The CDA said they made several attempts to regularise CMHAM as a lessee, but in the last four years have not received a substantive response from the proprietors who continue to operate on the land without paying rent.
CMHAM Vice President Brian Mitchell said it was not the first time the CDA had tried to evict the museum. In 2013 the CDA offered them an alternative parcel of land, but the negotiations broke down on the issue of paying for the land.
“At the time, that figure was around $20 million. It’s a piece of heavily forested land, and it had to be cleared, prepared, built,” Mithcell explained.
Volunteer Matthew Ali, 20, said he dedicates his time to the museum because he believes in preserving the past.
“A lot of people from my generation, people underestimate us, they think that we would agree with expanding the amusement park just next door; we would agree with it and just say oh that museum old, we don’t need that but this is our culture, this is our heritage,” he said.

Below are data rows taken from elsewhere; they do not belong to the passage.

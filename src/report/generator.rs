//! Report generation.
//!
//! Builds the score summary page and the JSON score dump from the
//! aggregated results, and collects them into an [`OutputMap`] for
//! the writer.

use super::markup::{escape_attr, escape_text, github_link, render_issue_links, render_page};
use crate::cli::OutputFormat;
use crate::config::Config;
use crate::models::{BuildTool, Score, Test, TestScores, Tests, ToolSummary};
use crate::output::OutputMap;
use anyhow::Result;
use chrono::{DateTime, Utc};
use serde::Serialize;

/// Machine readable form of the scores.
#[derive(Debug, Serialize)]
struct ScoreReport<'a> {
    generated_at: DateTime<Utc>,
    totals: &'a [ToolSummary],
    tests: &'a [TestScores],
}

/// Everything the renderers need for one build.
pub struct ReportInput<'a> {
    pub tests: &'a Tests,
    pub totals: &'a [ToolSummary],
    pub per_test: &'a [TestScores],
    pub config: &'a Config,
    pub generated_at: DateTime<Utc>,
}

/// Collect the files to write for the requested format.
pub fn build_output_map(input: &ReportInput<'_>, format: OutputFormat) -> Result<OutputMap> {
    let mut files = OutputMap::new();

    if format.includes_html() {
        files.insert("index.html".to_string(), generate_summary_page(input));
    }
    if format.includes_json() {
        files.insert(
            "scores.json".to_string(),
            generate_json_report(input.totals, input.per_test, input.generated_at)?,
        );
    }

    Ok(files)
}

/// Generate the JSON score dump.
pub fn generate_json_report(
    totals: &[ToolSummary],
    per_test: &[TestScores],
    generated_at: DateTime<Utc>,
) -> Result<String> {
    let report = ScoreReport {
        generated_at,
        totals,
        tests: per_test,
    };
    serde_json::to_string_pretty(&report).map_err(Into::into)
}

/// Generate the complete summary page.
pub fn generate_summary_page(input: &ReportInput<'_>) -> String {
    let mut body = String::new();

    body.push_str("<html lang=\"en\"><head><meta charset=\"utf-8\">");
    body.push_str("<title>Build tool compatibility</title></head><body>");
    body.push_str("<h1>Build tool compatibility</h1>");

    body.push_str(&generate_totals_table(input.totals));
    body.push_str(&generate_test_table(input.per_test, input.config.tools()));
    body.push_str(&generate_details_section(input.tests, input.config.tools(), input.config));
    body.push_str(&generate_footer(input.config, input.generated_at));

    body.push_str("</body></html>");

    render_page(&body)
}

fn format_score(score: &Score) -> String {
    format!("{} / {} ({:.0}%)", score.score, score.possible, score.percent())
}

/// Generate the per-tool totals table.
fn generate_totals_table(totals: &[ToolSummary]) -> String {
    let mut section = String::new();

    section.push_str("<h2>Totals</h2><table class=\"totals\"><thead><tr>");
    section.push_str("<th>Tool</th><th>Score</th></tr></thead><tbody>");
    for summary in totals {
        section.push_str(&format!(
            "<tr><td>{}</td><td>{}</td></tr>",
            escape_text(summary.tool.as_str()),
            format_score(&summary.score)
        ));
    }
    section.push_str("</tbody></table>");

    section
}

/// Generate the test × tool matrix.
fn generate_test_table(per_test: &[TestScores], tools: &[BuildTool]) -> String {
    let mut section = String::new();

    section.push_str("<h2>Tests</h2><table class=\"tests\"><thead><tr><th>Test</th>");
    for tool in tools {
        section.push_str(&format!("<th>{}</th>", escape_text(tool.as_str())));
    }
    section.push_str("</tr></thead><tbody>");

    for row in per_test {
        section.push_str(&format!(
            "<tr><td><a href=\"#{}\">{}</a></td>",
            escape_attr(&row.name),
            escape_text(&row.name)
        ));
        for summary in &row.scores {
            if summary.score.possible == 0 {
                section.push_str("<td>-</td>");
            } else {
                section.push_str(&format!("<td>{}</td>", format_score(&summary.score)));
            }
        }
        section.push_str("</tr>");
    }
    section.push_str("</tbody></table>");

    section
}

/// Generate one section per root test with its issue lists.
fn generate_details_section(tests: &Tests, tools: &[BuildTool], config: &Config) -> String {
    let mut section = String::new();

    for (name, test) in tests {
        let heading = if test.title.is_empty() {
            name.as_str()
        } else {
            test.title.as_str()
        };

        section.push_str(&format!(
            "<section id=\"{}\"><h2>{}</h2>",
            escape_attr(name),
            escape_text(heading)
        ));
        if !test.description.is_empty() {
            section.push_str(&format!("<p>{}</p>", escape_text(&test.description)));
        }
        section.push_str(&format!(
            "<p><a href=\"{}\">View source</a></p>",
            escape_attr(&github_link(&config.github, &format!("tests/{}", name), None))
        ));

        push_issue_lists(&mut section, name, test, tools);
        section.push_str("</section>");
    }

    section
}

/// Append the issue lists of `test` and its subtests, depth first.
fn push_issue_lists(section: &mut String, path: &str, test: &Test, tools: &[BuildTool]) {
    for tool in tools {
        if let Some(issues) = render_issue_links(test, tool) {
            section.push_str(&format!(
                "<div class=\"issue-list\"><h3>{} &middot; {}</h3>{}</div>",
                escape_text(path),
                escape_text(tool.as_str()),
                issues
            ));
        }
    }

    for (name, sub_test) in test.children() {
        push_issue_lists(section, &format!("{} / {}", path, name), sub_test, tools);
    }
}

/// Generate the page footer.
fn generate_footer(config: &Config, generated_at: DateTime<Utc>) -> String {
    format!(
        "<footer><p>Generated {} from <a href=\"{}\">{}</a></p></footer>",
        generated_at.format("%Y-%m-%d %H:%M:%S UTC"),
        escape_attr(&github_link(&config.github, "", None)),
        escape_text(&config.github.default_branch)
    )
}

#[cfg(test)]
mod tests {
    use super::*;
    use crate::models::{Issue, IssueStatus, ResultKind, TestResult};
    use crate::scoring::{calculate_score_totals, score_by_test};

    fn create_test_suite() -> Tests {
        let mut tests = Tests::new();

        let mut hashing = Test {
            title: "Hashing".to_string(),
            description: "Content <hashes> in file names".to_string(),
            ..Test::default()
        }
        .with_result("rollup", ResultKind::Pass);
        hashing.results.insert(
            BuildTool::from("webpack"),
            Some(TestResult::new(ResultKind::Partial).with_issues(vec![Issue {
                url: "https://github.com/webpack/webpack/issues/7".to_string(),
                status: IssueStatus::Open,
                github_data: None,
            }])),
        );
        tests.insert("hashing".to_string(), hashing);

        let mut nested = Test::default();
        nested.results.insert(
            BuildTool::from("rollup"),
            Some(TestResult::new(ResultKind::Fail).with_issues(vec![Issue {
                url: "N/A".to_string(),
                status: IssueStatus::Other("closed".to_string()),
                github_data: None,
            }])),
        );
        tests.insert(
            "css".to_string(),
            Test::default().with_sub_test("imports", nested),
        );

        tests
    }

    fn with_input<T>(f: impl FnOnce(&ReportInput<'_>) -> T) -> T {
        let tests = create_test_suite();
        let mut config = Config::default();
        config.subjects.test_subjects = vec![BuildTool::from("rollup"), BuildTool::from("webpack")];
        let totals = calculate_score_totals(&tests, config.tools());
        let per_test = score_by_test(&tests, config.tools());

        let input = ReportInput {
            tests: &tests,
            totals: &totals,
            per_test: &per_test,
            config: &config,
            generated_at: Utc::now(),
        };
        f(&input)
    }

    #[test]
    fn test_generate_summary_page() {
        let html = with_input(generate_summary_page);

        assert!(html.starts_with("<!DOCTYPE html><html"));
        assert!(html.contains("<h2>Totals</h2>"));
        assert!(html.contains("<td>rollup</td><td>1 / 2 (50%)</td>"));
        assert!(html.contains("<td>webpack</td><td>0.5 / 1 (50%)</td>"));
        assert!(html.contains("<h2>Hashing</h2>"));
        assert!(html.contains("Content &lt;hashes&gt; in file names"));
        assert!(html.contains("tree/dev/tests/hashing"));
    }

    #[test]
    fn test_summary_page_lists_nested_issues() {
        let html = with_input(generate_summary_page);

        assert!(html.contains("<h3>css / imports &middot; rollup</h3>"));
        assert!(html.contains("<li style=\"text-decoration: line-through\">N/A</li>"));
        assert!(html.contains("<h3>hashing &middot; webpack</h3>"));
    }

    #[test]
    fn test_test_table_marks_not_applicable() {
        let html = with_input(|input| generate_test_table(input.per_test, input.config.tools()));

        // css has no webpack result anywhere
        assert!(html.contains("<tr><td><a href=\"#css\">css</a></td><td>0 / 1 (0%)</td><td>-</td></tr>"));
    }

    #[test]
    fn test_generate_json_report() {
        let json = with_input(|input| {
            generate_json_report(input.totals, input.per_test, input.generated_at).unwrap()
        });

        let value: serde_json::Value = serde_json::from_str(&json).unwrap();
        assert_eq!(value["totals"][0]["tool"], "rollup");
        assert_eq!(value["totals"][0]["score"], 1.0);
        assert_eq!(value["totals"][0]["possible"], 2);
        assert_eq!(value["tests"][0]["name"], "css");
        assert!(value["generated_at"].is_string());
    }

    #[test]
    fn test_build_output_map_respects_format() {
        let html_only = with_input(|input| build_output_map(input, OutputFormat::Html).unwrap());
        assert_eq!(html_only.keys().collect::<Vec<_>>(), vec!["index.html"]);

        let all = with_input(|input| build_output_map(input, OutputFormat::All).unwrap());
        assert_eq!(all.keys().collect::<Vec<_>>(), vec!["index.html", "scores.json"]);
    }
}
//! Small HTML building helpers.
//!
//! Markup is assembled as plain strings; every piece of test data that
//! ends up in the output goes through [`escape_text`] or [`escape_attr`].

use crate::config::GithubConfig;
use crate::models::{BuildTool, Issue, Test};

/// Doctype prepended to every full page.
pub const DOCTYPE: &str = "<!DOCTYPE html>";

/// Escape text content.
pub fn escape_text(input: &str) -> String {
    let mut out = String::with_capacity(input.len());
    for c in input.chars() {
        match c {
            '&' => out.push_str("&amp;"),
            '<' => out.push_str("&lt;"),
            '>' => out.push_str("&gt;"),
            _ => out.push(c),
        }
    }
    out
}

/// Escape a double-quoted attribute value.
pub fn escape_attr(input: &str) -> String {
    escape_text(input)
        .replace('"', "&quot;")
        .replace('\'', "&#39;")
}

/// Turn rendered body markup into a complete page.
pub fn render_page(markup: &str) -> String {
    format!("{}{}", DOCTYPE, markup)
}

/// Link to a file in the source repository.
///
/// `git_ref` defaults to the configured default branch.
pub fn github_link(github: &GithubConfig, file_path: &str, git_ref: Option<&str>) -> String {
    let git_ref = git_ref.unwrap_or(&github.default_branch);
    format!("{}tree/{}/{}", github.repository, git_ref, file_path)
}

/// Render the issue list of `test` for `tool`.
///
/// Returns `None` when the test has no result for the tool or the result
/// lists no issues.
pub fn render_issue_links(test: &Test, tool: &BuildTool) -> Option<String> {
    let issues = test.result_for(tool)?.meta.issue.as_ref()?;

    let mut html = String::new();
    html.push_str("<h2>Issues</h2>");
    html.push_str("<ul class=\"issues\">");
    for issue in issues {
        html.push_str(&render_issue_item(issue));
    }
    html.push_str("</ul>");

    Some(html)
}

fn render_issue_item(issue: &Issue) -> String {
    let open_tag = if issue.status.is_open() {
        "<li>".to_string()
    } else {
        "<li style=\"text-decoration: line-through\">".to_string()
    };

    let body = if issue.has_no_url() {
        escape_text(&issue.url)
    } else {
        format!(
            "<a href=\"{}\">{}</a>",
            escape_attr(&issue.url),
            escape_text(issue.link_text())
        )
    };

    format!("{}{}</li>", open_tag, body)
}
//! Score aggregation over the test tree.
//!
//! A node that declares a result for a tool adds one possible point and
//! earns the result's weight; nodes without a result for that tool add
//! nothing. Subtests are summed in, so the totals are independent of
//! traversal order.

use crate::models::{BuildTool, Score, Test, TestScores, Tests, ToolSummary};
use tracing::trace;

/// Compute the score of `test` and all of its subtests for one tool.
pub fn calculate_score(test: &Test, tool: &BuildTool) -> Score {
    let mut total = match test.result_for(tool) {
        Some(result) => Score::new(result.meta.result.weight(), 1),
        None => Score::default(),
    };

    for (_, sub_test) in test.children() {
        total += calculate_score(sub_test, tool);
    }

    total
}

/// Compute the score of every configured tool across the whole suite.
///
/// The output has one entry per tool, in the order of `tools`.
pub fn calculate_score_totals(tests: &Tests, tools: &[BuildTool]) -> Vec<ToolSummary> {
    tools
        .iter()
        .map(|tool| {
            let score: Score = tests
                .values()
                .map(|test| calculate_score(test, tool))
                .sum();
            trace!("{}: {}", tool, score);

            ToolSummary {
                tool: tool.clone(),
                score,
            }
        })
        .collect()
}

/// Compute per-tool scores for each root test, in suite order.
pub fn score_by_test(tests: &Tests, tools: &[BuildTool]) -> Vec<TestScores> {
    tests
        .iter()
        .map(|(name, test)| TestScores {
            name: name.clone(),
            scores: tools
                .iter()
                .map(|tool| ToolSummary {
                    tool: tool.clone(),
                    score: calculate_score(test, tool),
                })
                .collect(),
        })
        .collect()
}

/// Sort tool summaries by percentage (best first), keeping ties in order.
pub fn rank_tools(totals: &[ToolSummary]) -> Vec<&ToolSummary> {
    let mut ranked: Vec<&ToolSummary> = totals.iter().collect();
    ranked.sort_by(|a, b| {
        b.score
            .percent()
            .partial_cmp(&a.score.percent())
            .unwrap_or(std::cmp::Ordering::Equal)
    });
    ranked
}

#[cfg(test)]
mod tests {
    use super::*;
    use crate::models::ResultKind;

    fn tool(name: &str) -> BuildTool {
        BuildTool::from(name)
    }

    #[test]
    fn test_no_result_scores_nothing() {
        let test = Test::default();
        assert_eq!(calculate_score(&test, &tool("rollup")), Score::new(0.0, 0));
    }

    #[test]
    fn test_leaf_weights() {
        let pass = Test::default().with_result("rollup", ResultKind::Pass);
        let partial = Test::default().with_result("rollup", ResultKind::Partial);
        let fail = Test::default().with_result("rollup", ResultKind::Fail);
        let unknown = Test::default().with_result("rollup", ResultKind::from("maybe"));

        assert_eq!(calculate_score(&pass, &tool("rollup")), Score::new(1.0, 1));
        assert_eq!(
            calculate_score(&partial, &tool("rollup")),
            Score::new(0.5, 1)
        );
        assert_eq!(calculate_score(&fail, &tool("rollup")), Score::new(0.0, 1));
        assert_eq!(
            calculate_score(&unknown, &tool("rollup")),
            Score::new(0.0, 1)
        );
    }

    #[test]
    fn test_other_tool_is_not_counted() {
        let test = Test::default().with_result("rollup", ResultKind::Pass);
        assert_eq!(calculate_score(&test, &tool("webpack")), Score::default());
    }

    #[test]
    fn test_parent_and_subtest_are_summed() {
        let test = Test::default()
            .with_result("toolX", ResultKind::Pass)
            .with_sub_test(
                "b",
                Test::default().with_result("toolX", ResultKind::Partial),
            );

        assert_eq!(calculate_score(&test, &tool("toolX")), Score::new(1.5, 2));
    }

    #[test]
    fn test_parent_without_result_only_counts_subtests() {
        let test = Test::default().with_sub_test(
            "c",
            Test::default().with_result("toolY", ResultKind::Fail),
        );

        assert_eq!(calculate_score(&test, &tool("toolY")), Score::new(0.0, 1));
    }

    #[test]
    fn test_deep_nesting_is_additive() {
        let leaf = Test::default().with_result("parcel", ResultKind::Pass);
        let middle = Test::default()
            .with_result("parcel", ResultKind::Partial)
            .with_sub_test("leaf", leaf.clone());
        let root = Test::default()
            .with_sub_test("middle", middle.clone())
            .with_sub_test("other", Test::default().with_result("parcel", ResultKind::Fail));

        let parcel = tool("parcel");
        let own = Score::default();
        let expected = own
            + calculate_score(&middle, &parcel)
            + Score::new(0.0, 1);

        assert_eq!(calculate_score(&root, &parcel), expected);
        assert_eq!(calculate_score(&root, &parcel), Score::new(1.5, 3));
    }

    #[test]
    fn test_totals_follow_configured_order() {
        let mut tests = Tests::new();
        tests.insert(
            "a".to_string(),
            Test::default()
                .with_result("rollup", ResultKind::Pass)
                .with_result("webpack", ResultKind::Fail),
        );
        tests.insert(
            "b".to_string(),
            Test::default()
                .with_result("webpack", ResultKind::Partial)
                .with_sub_test("c", Test::default().with_result("rollup", ResultKind::Partial)),
        );

        let tools = vec![tool("webpack"), tool("browserify"), tool("rollup")];
        let totals = calculate_score_totals(&tests, &tools);

        let names: Vec<&str> = totals.iter().map(|t| t.tool.as_str()).collect();
        assert_eq!(names, vec!["webpack", "browserify", "rollup"]);
        assert_eq!(totals[0].score, Score::new(0.5, 2));
        assert_eq!(totals[1].score, Score::new(0.0, 0));
        assert_eq!(totals[2].score, Score::new(1.5, 2));

        for total in &totals {
            let expected: Score = tests
                .values()
                .map(|test| calculate_score(test, &total.tool))
                .sum();
            assert_eq!(total.score, expected);
        }
    }

    #[test]
    fn test_totals_for_empty_suite() {
        let totals = calculate_score_totals(&Tests::new(), &[tool("rollup")]);
        assert_eq!(totals.len(), 1);
        assert_eq!(totals[0].score, Score::default());
    }

    #[test]
    fn test_score_by_test_rows() {
        let mut tests = Tests::new();
        tests.insert(
            "hashing".to_string(),
            Test::default().with_result("rollup", ResultKind::Pass),
        );
        tests.insert(
            "css".to_string(),
            Test::default().with_result("rollup", ResultKind::Partial),
        );

        let rows = score_by_test(&tests, &[tool("rollup"), tool("webpack")]);

        assert_eq!(rows.len(), 2);
        assert_eq!(rows[0].name, "css");
        assert_eq!(rows[0].scores[0].score, Score::new(0.5, 1));
        assert_eq!(rows[1].name, "hashing");
        assert_eq!(rows[1].scores[1].score, Score::default());
    }

    #[test]
    fn test_rank_tools() {
        let totals = vec![
            ToolSummary {
                tool: tool("a"),
                score: Score::new(1.0, 4),
            },
            ToolSummary {
                tool: tool("b"),
                score: Score::new(3.0, 4),
            },
            ToolSummary {
                tool: tool("c"),
                score: Score::new(0.0, 0),
            },
        ];

        let ranked = rank_tools(&totals);
        assert_eq!(ranked[0].tool.as_str(), "b");
        assert_eq!(ranked[1].tool.as_str(), "a");
        assert_eq!(ranked[2].tool.as_str(), "c");
    }
}
//! Checks run before a pass touches anything.

use std::path::Path;

use serde::{Deserialize, Serialize};
use tracing::{debug, warn};

use crate::backend::CalendarBackend;
use crate::config::SyncConfig;
use crate::error::SyncError;
use crate::store::StateStore;

const PROBE_FILE: &str = ".busysync-probe";

#[derive(Debug, Clone, PartialEq, Eq, Serialize, Deserialize)]
pub struct PreflightCheck {
    pub name: String,
    pub ok: bool,
    pub detail: String,
    pub remedy_hint: Option<String>,
}

impl PreflightCheck {
    fn pass(name: impl Into<String>, detail: impl Into<String>) -> Self {
        PreflightCheck {
            name: name.into(),
            ok: true,
            detail: detail.into(),
            remedy_hint: None,
        }
    }

    fn fail(name: impl Into<String>, detail: impl Into<String>, hint: impl Into<String>) -> Self {
        PreflightCheck {
            name: name.into(),
            ok: false,
            detail: detail.into(),
            remedy_hint: Some(hint.into()),
        }
    }
}

pub fn all_passed(checks: &[PreflightCheck]) -> bool {
    checks.iter().all(|c| c.ok)
}

/// Run every check for `config`. Failing checks do not stop later ones, so the
/// caller sees the full picture at once.
pub fn run_checks(
    config: &SyncConfig,
    primary: &dyn CalendarBackend,
    secondary: &dyn CalendarBackend,
) -> Vec<PreflightCheck> {
    let sides = [
        ("primary", &config.primary_calendar, primary, config.direction.writes_primary()),
        ("secondary", &config.secondary_calendar, secondary, config.direction.writes_secondary()),
    ];

    let mut checks = Vec::new();

    for (side, calendar_id, backend, needs_write) in sides {
        checks.push(check_service(side, backend));
        let resolved = check_calendar(side, calendar_id, backend);
        let resolvable = resolved.ok;
        checks.push(resolved);
        if resolvable {
            checks.push(check_connect(calendar_id, backend, needs_write));
        }
    }

    checks.push(check_store_access(&config.state_db));

    for check in &checks {
        if check.ok {
            debug!(check = %check.name, detail = %check.detail, "preflight ok");
        } else {
            warn!(check = %check.name, detail = %check.detail, "preflight failed");
        }
    }

    checks
}

fn check_service(side: &str, backend: &dyn CalendarBackend) -> PreflightCheck {
    let name = format!("service:{}", side);
    match backend.ping() {
        Ok(()) => PreflightCheck::pass(name, "Calendar service reachable"),
        Err(e) => PreflightCheck::fail(
            name,
            e.to_string(),
            "Make sure the calendar service is running and you are signed in",
        ),
    }
}

fn check_calendar(side: &str, calendar_id: &str, backend: &dyn CalendarBackend) -> PreflightCheck {
    let name = format!("calendar:{}", calendar_id);
    match backend.calendar_info(calendar_id) {
        Ok(info) => PreflightCheck::pass(name, format!("{} calendar '{}'", side, info.display_name)),
        Err(SyncError::NotFound(_)) => PreflightCheck::fail(
            name,
            format!("No {} calendar with id '{}'", side, calendar_id),
            "Check the calendar id; if it changed, run `busysync migrate` to repoint stored records",
        ),
        Err(e) => PreflightCheck::fail(
            name,
            e.to_string(),
            "Make sure the calendar service is running",
        ),
    }
}

fn check_connect(calendar_id: &str, backend: &dyn CalendarBackend, needs_write: bool) -> PreflightCheck {
    let name = format!("connect:{}", calendar_id);
    match backend.is_writable(calendar_id) {
        Ok(true) => PreflightCheck::pass(name, "Connected, writable"),
        Ok(false) if needs_write => PreflightCheck::fail(
            name,
            "Calendar is read-only",
            "Choose a writable calendar or sync in the other direction only",
        ),
        Ok(false) => PreflightCheck::pass(name, "Connected, read-only"),
        Err(e) => PreflightCheck::fail(
            name,
            e.to_string(),
            "Check that the calendar account is online",
        ),
    }
}

fn check_store_access(state_db: &Path) -> PreflightCheck {
    let name = "state-store";
    let dir = match state_db.parent().filter(|p| !p.as_os_str().is_empty()) {
        Some(dir) => dir,
        None => Path::new("."),
    };

    let probe = || -> std::io::Result<()> {
        std::fs::create_dir_all(dir)?;
        let probe = dir.join(PROBE_FILE);
        std::fs::write(&probe, b"ok")?;
        std::fs::read(&probe)?;
        std::fs::remove_file(&probe)
    };

    if let Err(e) = probe() {
        return PreflightCheck::fail(
            name,
            format!("Cannot read and write {}: {}", dir.display(), e),
            "Fix the directory permissions or pass a different --state-db",
        );
    }

    match StateStore::open(state_db).and_then(|store| store.pair_ids()) {
        Ok(_) => PreflightCheck::pass(name, format!("{} is accessible", state_db.display())),
        Err(e) => PreflightCheck::fail(
            name,
            e.to_string(),
            "The state database may be locked by another run or corrupted",
        ),
    }
}
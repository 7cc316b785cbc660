//! Engine configuration.

use std::fmt;
use std::path::PathBuf;

use serde::{Deserialize, Serialize};

use crate::error::{SyncError, SyncResult};
use crate::store::{Authority, PairId};

/// Which way events flow in a pass.
#[derive(Debug, Clone, Copy, PartialEq, Eq, Default, Serialize, Deserialize)]
#[serde(rename_all = "kebab-case")]
pub enum Direction {
    #[default]
    Both,
    ToSecondary,
    ToPrimary,
}

impl Direction {
    /// Authorities whose sources feed this direction.
    pub fn authorities(&self) -> &'static [Authority] {
        match self {
            Direction::Both => &[Authority::Primary, Authority::Secondary],
            Direction::ToSecondary => &[Authority::Primary],
            Direction::ToPrimary => &[Authority::Secondary],
        }
    }

    pub fn writes_primary(&self) -> bool {
        matches!(self, Direction::Both | Direction::ToPrimary)
    }

    pub fn writes_secondary(&self) -> bool {
        matches!(self, Direction::Both | Direction::ToSecondary)
    }
}

impl fmt::Display for Direction {
    fn fmt(&self, f: &mut fmt::Formatter<'_>) -> fmt::Result {
        match self {
            Direction::Both => write!(f, "both"),
            Direction::ToSecondary => write!(f, "to-secondary"),
            Direction::ToPrimary => write!(f, "to-primary"),
        }
    }
}

/// Everything a pass needs, passed in explicitly.
#[derive(Debug, Clone, PartialEq, Eq, Serialize, Deserialize)]
pub struct SyncConfig {
    pub primary_calendar: String,
    pub secondary_calendar: String,
    pub state_db: PathBuf,
    pub direction: Direction,
    pub dry_run: bool,
    pub keep_reminders: bool,
    /// Address whose declined invitations are not mirrored
    pub account_email: Option<String>,
}

impl SyncConfig {
    pub fn new(
        primary_calendar: impl Into<String>,
        secondary_calendar: impl Into<String>,
        state_db: impl Into<PathBuf>,
    ) -> Self {
        SyncConfig {
            primary_calendar: primary_calendar.into(),
            secondary_calendar: secondary_calendar.into(),
            state_db: state_db.into(),
            direction: Direction::default(),
            dry_run: false,
            keep_reminders: false,
            account_email: None,
        }
    }

    pub fn with_direction(mut self, direction: Direction) -> Self {
        self.direction = direction;
        self
    }

    pub fn with_dry_run(mut self, dry_run: bool) -> Self {
        self.dry_run = dry_run;
        self
    }

    pub fn pair(&self) -> PairId {
        PairId::new(self.primary_calendar.clone(), self.secondary_calendar.clone())
    }

    pub fn validate(&self) -> SyncResult<()> {
        if self.primary_calendar.trim().is_empty() {
            return Err(SyncError::Config("Primary calendar id is empty".into()));
        }
        if self.secondary_calendar.trim().is_empty() {
            return Err(SyncError::Config("Secondary calendar id is empty".into()));
        }
        if self.primary_calendar == self.secondary_calendar {
            return Err(SyncError::Config(format!(
                "Cannot pair calendar '{}' with itself",
                self.primary_calendar
            )));
        }
        Ok(())
    }
}

#[cfg(test)]
mod tests {
    use super::*;

    #[test]
    fn test_validate_rejects_self_pairing() {
        let config = SyncConfig::new("work", "work", "/tmp/state.db");
        assert!(matches!(config.validate(), Err(SyncError::Config(_))));

        let config = SyncConfig::new("", "personal", "/tmp/state.db");
        assert!(matches!(config.validate(), Err(SyncError::Config(_))));

        assert!(SyncConfig::new("work", "personal", "/tmp/state.db").validate().is_ok());
    }

    #[test]
    fn test_direction_authorities() {
        assert_eq!(Direction::Both.authorities().len(), 2);
        assert_eq!(Direction::ToSecondary.authorities(), &[Authority::Primary]);
        assert!(Direction::ToPrimary.writes_primary());
        assert!(!Direction::ToPrimary.writes_secondary());
    }
}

PRO Kathy-Ann Edwards said the museum continues to conduct tours. “Just weekend gone, we had UWI students and a lot of young people. They come here because they have homework, and when they come in here, they are always amazed of the history,” she explained.
With tears in her eyes, director Linda Kelshall said her last word to her late husband, Gaylord Kelshall, who founded the museum, was that she would fulfil his dream. She recalled that it started in his small museum in Cotton Hill, and in 1991 the Ministry of Planning approved a 30-year lease for the parcel of land the museum currently occupies.